# Cattleya advice



## cdub (May 21, 2007)

I am not a huge fan of most of the Cattleya alliance, mostly because I don't have an area to properly grow them. But, a relative recently gifted me a _C. mossiae_ specimen. I guess she told the vendor that I "love growing orchids" and he told her I would appreciate this species. A note accompanied the plant from the vendor and he claims it is a wild collected plant from Venezuela. It'll be difficult to ever determine if it is indeed a collected plant, but due to the interesting fact that it might be and that it is a species, I've decided to keep the plant see if it likes living with me.

My question is this: does anyone else grow mossiae and what conditions seem to be favorable?

PS- the vendor is Michael Sinn of Canaima Orchids in Palmetto, FL. Anyone know anything about him?


----------



## littlefrog (May 21, 2007)

I grow it. Don't treat it any different than anything else in the greenhouse, and it does well. But that is in a greenhouse.

Some things to note about cattleya species (the hybrids are usually less fussy, but you can treat them similarly). First, you want to repot (if you can) when the roots are actively growing. For most species, that means when the new pseudobulb is starting or (ideally) less than an inch or so tall. Sometimes you don't have that option, just remember that you probably won't get any new roots until new growth starts, and you will probably have to baby your plant a bit in the meantime. Use a pot clip or three to hold the plant steady in the pot while it is growing new roots.

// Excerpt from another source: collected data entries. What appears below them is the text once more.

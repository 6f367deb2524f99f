//! Allocator integration tests.
//!
//! Tests:
//! - Randomized alloc/free never hands out overlapping blocks
//! - Written bytes survive later allocations
//! - File images round-trip through a temp file

use rand::Rng;
use std::collections::BTreeMap;
use strata_alloc::{frame_image, Allocator, SlabAlloc};
use strata_common::{StorageConfig, StrataError};

// =============================================================================
// Randomized allocation
// =============================================================================

#[test]
fn test_random_alloc_free_no_overlap() {
    let alloc = SlabAlloc::new(StorageConfig {
        min_slab_size: 1024,
        ..Default::default()
    });
    let mut rng = rand::rng();
    let mut live: BTreeMap<usize, (usize, u8)> = BTreeMap::new();

    for step in 0..2000u32 {
        if live.is_empty() || rng.random_bool(0.6) {
            let size = rng.random_range(1..=32usize) * 8;
            let mem = alloc.alloc(size).unwrap();
            let tag = (step % 251) as u8;
            unsafe { std::ptr::write_bytes(mem.addr, tag, size) };

            if let Some((&prev, &(prev_size, _))) = live.range(..mem.ref_).next_back() {
                assert!(prev + prev_size <= mem.ref_, "overlap with previous block");
            }
            if let Some((&next, _)) = live.range(mem.ref_..).next() {
                assert!(mem.ref_ + size <= next, "overlap with next block");
            }
            live.insert(mem.ref_, (size, tag));
        } else {
            let idx = rng.random_range(0..live.len());
            let (&ref_, &(size, tag)) = live.iter().nth(idx).unwrap();
            let addr = alloc.translate(ref_);
            let bytes = unsafe { std::slice::from_raw_parts(addr, size) };
            assert!(bytes.iter().all(|&b| b == tag), "block {ref_} was clobbered");
            alloc.free(ref_, addr, size);
            live.remove(&ref_);
        }
    }

    for (ref_, (size, _)) in live {
        alloc.free(ref_, alloc.translate(ref_), size);
    }
    assert!(alloc.is_all_free());
}

// =============================================================================
// File images
// =============================================================================

#[test]
fn test_open_file_image() {
    let dir = tempfile::tempdir().unwrap();
    let path = dir.path().join("image.tdb");

    let nodes: Vec<u8> = (0..64u8).collect();
    std::fs::write(&path, frame_image(&nodes, 32)).unwrap();

    let (alloc, top) = SlabAlloc::open(&path, StorageConfig::default()).unwrap();
    assert_eq!(top, 32);
    assert!(alloc.is_read_only(top));
    assert_eq!(unsafe { *alloc.translate(top) }, 8);
}

#[test]
fn test_open_truncated_file_fails() {
    let dir = tempfile::tempdir().unwrap();
    let path = dir.path().join("short.tdb");
    std::fs::write(&path, b"T-DB").unwrap();

    let err = SlabAlloc::open(&path, StorageConfig::default())
        .err()
        .unwrap();
    assert!(matches!(err, StrataError::InvalidDatabase(_)));
}

#[test]
fn test_open_missing_file_is_io_error() {
    let dir = tempfile::tempdir().unwrap();
    let err = SlabAlloc::open(dir.path().join("missing"), StorageConfig::default())
        .err()
        .unwrap();
    assert!(matches!(err, StrataError::Io(_)));
}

For the larger cattleya species, nothing beats a basket for culture. Clay pots come in a close second. I really like to hang both baskets and pots for optimal air movement, if I have enough hanging space. You want bright light, to the point of the leaves having a yellow cast to the green. Not enough light is the prime reason for poor (or no) blooming, in my experience. Water when they dry out.


----------



## charlie c (May 21, 2007)

Here's an interesting article about C. mossiae and its' culture:
http://www.chadwickorchids.com/Cattleya/mossiae.htm

While we grow a number of species of Cattleya, and related genera; we don't grow mossiae, per se. We do, however, grow C. Jose Marti which is primarily mossiae. All have in common a strong seasonal variation of active growth when it's very difficult to overwater or overfed. And a resting period when they need to go dry between waterings, and need much less feed. Very different rhythm and pace than orchids without a pseudobulb storage mechanism that are growing most, if not all, of the time. 

Hope that helps a little. Good Luck. 

charlie c


----------



## cdub (May 21, 2007)

Thanks Rob and Charlie. It came in a nice basket, so I'll keep it there and slowly introduce it to my front porch area for some serious light.


----------